Response to Preventing the uptake of smoking by children: consultation on the draft guidance
18/04/2008
Recommendation 1:
“be informed by research that identifies and understands the target audiences”
“include advertisements that elicit an emotional reaction (for example, fear)”
The Drug Education Forum is well aware of young people’s often stated claim that they would find harder messages around drugs (including tobacco) would have a deterrent effect on their use. However, there is no evidence, we are aware of, for campaigns carried out in this way leading to changes in children’s behaviour.
There does seem to be some evidence (see Boomerang Ads from Drug and Alcohol Findings 2005) that harder messages can have the unintended consequence of making drugs more attractive to some young people.

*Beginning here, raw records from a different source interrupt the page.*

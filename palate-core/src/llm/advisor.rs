use crate::llm::provider::{LLMProvider, LLMRequest, Message};
use crate::llm::services::{AdvisorRequest, AdvisorResponse, GenerativeAdvisor, ServiceError};
use async_trait::async_trait;
use std::sync::Arc;
use tracing::{debug, warn};

/// [`GenerativeAdvisor`] backed by any chat-completion [`LLMProvider`]
pub struct ProviderAdvisor {
    provider: Arc<dyn LLMProvider>,
    model: String,
    temperature: Option<f32>,
}

impl ProviderAdvisor {
    pub fn new(provider: Arc<dyn LLMProvider>, model: impl Into<String>) -> Self {
        Self {
            provider,
            model: model.into(),
            temperature: None,
        }
    }

    pub fn with_temperature(mut self, temperature: f32) -> Self {
        self.temperature = Some(temperature);
        self
    }
}

#[async_trait]
impl GenerativeAdvisor for ProviderAdvisor {
    async fn complete(&self, request: AdvisorRequest) -> Result<AdvisorResponse, ServiceError> {
        let llm_request = LLMRequest {
            messages: vec![Message::user(request.prompt)],
            system_prompt: Some(request.system),
            model: self.model.clone(),
            max_tokens: Some(request.max_tokens),
            temperature: self.temperature,
        };

        let response = self.provider.generate(llm_request).await?;
        if let Some(usage) = response.usage {
            debug!(
                provider = self.provider.name(),
                prompt_tokens = usage.prompt_tokens,
                completion_tokens = usage.completion_tokens,
                total_tokens = usage.total_tokens,
                "advisor completion"
            );
        }
        if response.finish_reason.is_truncated() {
            warn!(provider = self.provider.name(), "advisor reply hit the token limit");
        }
        let text = response
            .content
            .map(|content| content.trim().to_string())
            .filter(|content| !content.is_empty())
            .ok_or_else(|| {
                ServiceError::Malformed(format!(
                    "{} returned an empty completion",
                    self.provider.name()
                ))
            })?;

        Ok(AdvisorResponse { text })
    }
}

The Drug Education Forum does not believe that fear is the most effective reaction to be trying to achieve with public health campaigns aimed at children. To support this view we would cite the findings in the review of effectiveness carried out to inform this guidance, which says:
“A UK-based (++)6 qualitative study found that social norms messages were more effective than fear messages at encouraging more committed smokers to consider their smoking behaviours and reinforcing awareness of the dangers of smoking in less committed smokers.” [page 6]
NICE will also want to make it clear that where campaigns are targeted at children and young people they need to be in line with the Advertising Standards Authority guidance. We would particularly point to CAP Code clauses 9.1 and 9.2 (Fear and distress) and 47.2 (Children), and CAP (Broadcast) TV Advertising Standards Code rules 7.3.6 (Children – Distress).
contribute to changing society’s attitude towards tobacco use so that smoking is not considered the norm by any group’
We endorse this as a critical challenge for the outcome of the guidance; as peer and family norms are powerful influences on children and young people.